■ What you have to do
Copy every line of the data that includes the string "DomSnapshot".

■ Input records
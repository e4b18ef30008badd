use crate::{action::ParseError, llm::ProviderError};
use thiserror::Error;

/// Errors produced by the agent
#[derive(Debug, Error)]
pub enum AgentError {
    #[error("Failed to launch browser: {0}")]
    LaunchFailed(String),

    #[error("Failed to connect to browser: {0}")]
    ConnectionFailed(String),

    #[error("Tab operation failed: {0}")]
    TabOperationFailed(String),

    #[error("Navigation failed: {0}")]
    NavigationFailed(String),

    #[error("Failed to parse DOM snapshot: {0}")]
    DomParseFailed(String),

    /// The debugger session could not be attached or a remote call failed
    #[error("Control session error: {0}")]
    ControlSession(String),

    /// A label could not be resolved to an on-page target
    #[error("Grounding failed: {0}")]
    Grounding(String),

    #[error(transparent)]
    Provider(#[from] ProviderError),

    #[error("Invalid model response: {0}")]
    ResponseFormat(#[from] ParseError),

    #[error("Model query failed after {attempts} attempts: {last_error}")]
    QueryFailed { attempts: usize, last_error: String },

    #[error("Configuration error: {0}")]
    Config(String),

    #[error("Image processing failed: {0}")]
    Image(String),

    #[error(transparent)]
    Io(#[from] std::io::Error),

    #[error(transparent)]
    Json(#[from] serde_json::Error),
}

impl AgentError {
    /// Whether the error ends the running task
    pub fn is_fatal(&self) -> bool {
        match self {
            AgentError::Grounding(_) => false,
            AgentError::Provider(e) => !e.is_retryable(),
            _ => true,
        }
    }
}

/// Result alias used throughout the crate
pub type Result<T> = std::result::Result<T, AgentError>;
//! Element grounding: decides which elements get a label and what they are called.
//!
//! Works on a [`DomSnapshot`] taken by the in-page agent. Labels are integers
//! starting at 1, unique within one perception cycle. Every labeled element
//! carries `data-wand-label`; elements whose text was aggregated carry the
//! cached text and aria label as well, so the executor can find them again
//! by marker and nested matches are not labeled twice.

use crate::{
    browser::TabHandle,
    dom::{
        element::{DomNode, ElementNode},
        label_map::{ARIA_LABEL_ATTR, LABEL_ATTR, LabelMap, MARKER_ATTRS, VISIBLE_TEXT_ATTR},
        snapshot::{DomSnapshot, Viewport},
    },
    error::Result,
    knowledge::AnnotationRule,
};
use indexmap::IndexSet;
use regex::Regex;
use serde::Serialize;
use serde_json::json;
use std::{
    collections::{BTreeMap, HashMap},
    sync::LazyLock,
};

const INTERACTIVE_TAGS: &[&str] = &["a", "button", "details", "input", "label", "option", "select", "textarea"];

const MOUSE_HANDLER_ATTRS: &[&str] = &["onclick", "onmouseover", "onmousedown", "onmouseup"];

const CLICKABLE_ROLES: &[&str] = &[
    "button",
    "checkbox",
    "gridcell",
    "link",
    "menuitem",
    "menuitemcheckbox",
    "menuitemradio",
    "option",
    "radio",
    "switch",
    "tab",
    "textbox",
    "togglebutton",
    "treeitem",
];

/// Anything that is not a letter, number, punctuation or space separator
static NON_TEXT: LazyLock<Regex> =
    LazyLock::new(|| Regex::new(r"[^\p{L}\p{N}\p{P}\p{Z}]").expect("non-text character class"));

/// Strip control characters and emoji, collapse whitespace
pub fn sanitize_name(raw: &str) -> String {
    let stripped = NON_TEXT.replace_all(raw, " ");
    stripped.split_whitespace().collect::<Vec<_>>().join(" ")
}

/// Whether the generic pass considers `node` interactive
pub fn is_interactive(node: &ElementNode) -> bool {
    INTERACTIVE_TAGS.contains(&node.tag_name.as_str())
        || MOUSE_HANDLER_ATTRS.iter().any(|attr| node.attributes.contains_key(*attr))
        || node.role().is_some_and(|role| CLICKABLE_ROLES.contains(&role))
}

#[derive(Debug, Clone, Copy, Default)]
struct VisibilityOverrides {
    allow_invisible: bool,
    allow_covered: bool,
}

impl From<&AnnotationRule> for VisibilityOverrides {
    fn from(rule: &AnnotationRule) -> Self {
        Self { allow_invisible: rule.allow_invisible, allow_covered: rule.allow_covered }
    }
}

fn is_visible(node: &ElementNode, viewport: Option<&Viewport>, overrides: VisibilityOverrides) -> bool {
    if !overrides.allow_invisible {
        let style = &node.style;
        if style.display == "none" || style.visibility != "visible" || style.opacity < 0.1 {
            return false;
        }
        match &node.bounding_box {
            Some(rect) if !rect.is_empty() => {}
            _ => return false,
        }
    }

    if !overrides.allow_covered && !node.is_top_element {
        return false;
    }

    if let (Some(viewport), Some(rect), false) = (viewport, &node.bounding_box, overrides.allow_invisible) {
        if rect.y > viewport.height || rect.y + rect.height < 0.0 || rect.x > viewport.width || rect.x + rect.width < 0.0 {
            return false;
        }
    }

    true
}

/// Has this element been visited by text aggregation or labeling already
fn is_touched(node: &ElementNode) -> bool {
    MARKER_ATTRS.iter().any(|attr| node.attributes.contains_key(*attr))
}

#[derive(Debug, Clone, Default)]
struct DomAttrs {
    visible_text: String,
    aria_label: String,
}

/// Text of every element with an `id`, for `aria-labelledby` lookups
fn build_id_index(node: &ElementNode, index: &mut HashMap<String, String>) {
    if let Some(id) = node.id() {
        let text = if node.is_tag("input") { node.value.clone().unwrap_or_default() } else { node.text_content() };
        index.entry(id.clone()).or_insert(text);
    }
    for child in node.child_elements() {
        build_id_index(child, index);
    }
}

fn labelled_by(node: &ElementNode, ids: &HashMap<String, String>) -> String {
    let Some(refs) = node.get_attribute("aria-labelledby") else {
        return String::new();
    };
    let unique: IndexSet<&str> = refs.split_whitespace().collect();
    unique
        .iter()
        .filter_map(|id| ids.get(*id).map(String::as_str))
        .collect::<Vec<_>>()
        .join(" ")
        .trim()
        .to_string()
}

/// Aggregate visible text and the best aria label of a subtree, caching both as markers
fn aggregate(node: &mut ElementNode, ids: &HashMap<String, String>) -> DomAttrs {
    if !is_visible(node, None, VisibilityOverrides::default()) {
        return DomAttrs::default();
    }
    if is_touched(node) {
        return DomAttrs {
            visible_text: node.get_attribute(VISIBLE_TEXT_ATTR).cloned().unwrap_or_default(),
            aria_label: node.get_attribute(ARIA_LABEL_ATTR).cloned().unwrap_or_default(),
        };
    }

    let mut aria_label = labelled_by(node, ids);
    if aria_label.is_empty() {
        aria_label = node.get_attribute("aria-label").cloned().unwrap_or_default();
    }

    let mut visible_text = String::new();
    // svg internals follow their own visibility rules
    if !node.is_tag("svg") {
        for child in node.children.iter_mut() {
            let result = match child {
                DomNode::Text { text } => DomAttrs { visible_text: text.clone(), aria_label: String::new() },
                DomNode::Element(element) => aggregate(element, ids),
            };
            visible_text.push(' ');
            visible_text.push_str(&result.visible_text);
            if aria_label.is_empty() && !result.aria_label.is_empty() {
                aria_label = result.aria_label;
            }
        }
    }
    let visible_text = sanitize_name(&visible_text);

    node.set_attribute(VISIBLE_TEXT_ATTR, visible_text.clone());
    node.set_attribute(ARIA_LABEL_ATTR, aria_label.clone());
    DomAttrs { visible_text, aria_label }
}

struct LabelContext<'a> {
    labels: LabelMap,
    ids: &'a HashMap<String, String>,
    viewport: &'a Viewport,
    fallback_counts: HashMap<String, usize>,
}

impl LabelContext<'_> {
    fn fallback_name(&mut self, tag_name: &str) -> String {
        let count = self.fallback_counts.entry(tag_name.to_string()).or_insert(0);
        *count += 1;
        format!("{}#{}", tag_name, count)
    }

    fn assign(&mut self, node: &mut ElementNode, name: String) {
        let name = if name.is_empty() { self.fallback_name(&node.tag_name) } else { name };
        let label = self.labels.register(name, node.tag_name.clone(), node.role(), node.node_id);
        node.set_attribute(LABEL_ATTR, label);
    }
}

fn label_by_rule(node: &mut ElementNode, rule: &AnnotationRule, ctx: &mut LabelContext<'_>) {
    if node.get_attribute(LABEL_ATTR).is_some() {
        return;
    }
    if node.is_aria_hidden() && !rule.allow_aria_hidden {
        return;
    }
    if !is_visible(node, Some(ctx.viewport), rule.into()) {
        return;
    }

    let name = if let Some(name) = &rule.use_static_name {
        sanitize_name(name)
    } else if let Some(value) = rule.use_attribute_as_name.as_ref().and_then(|attr| node.get_attribute(attr)) {
        sanitize_name(value)
    } else {
        let attrs = aggregate(node, ctx.ids);
        if attrs.aria_label.is_empty() { attrs.visible_text } else { sanitize_name(&attrs.aria_label) }
    };

    ctx.assign(node, name);
}

fn label_interactive(node: &mut ElementNode, ctx: &mut LabelContext<'_>) {
    let qualifies = is_interactive(node)
        && !is_touched(node)
        && !node.is_aria_hidden()
        && !node.disabled
        && is_visible(node, Some(ctx.viewport), VisibilityOverrides::default());

    if qualifies {
        let name = if node.is_tag("input") {
            let shown = node.value.clone().filter(|v| !v.is_empty());
            sanitize_name(&shown.or_else(|| node.get_attribute("placeholder").cloned()).unwrap_or_default())
        } else {
            let attrs = aggregate(node, ctx.ids);
            if attrs.visible_text.is_empty() { sanitize_name(&attrs.aria_label) } else { attrs.visible_text }
        };
        ctx.assign(node, name);
    }

    for child in node.child_elements_mut() {
        label_interactive(child, ctx);
    }
}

■ Solution to the problem
//! Works on a [`DomSnapshot`] taken by the in-page agent. Labels are integers
        snapshot::{DomSnapshot, Viewport},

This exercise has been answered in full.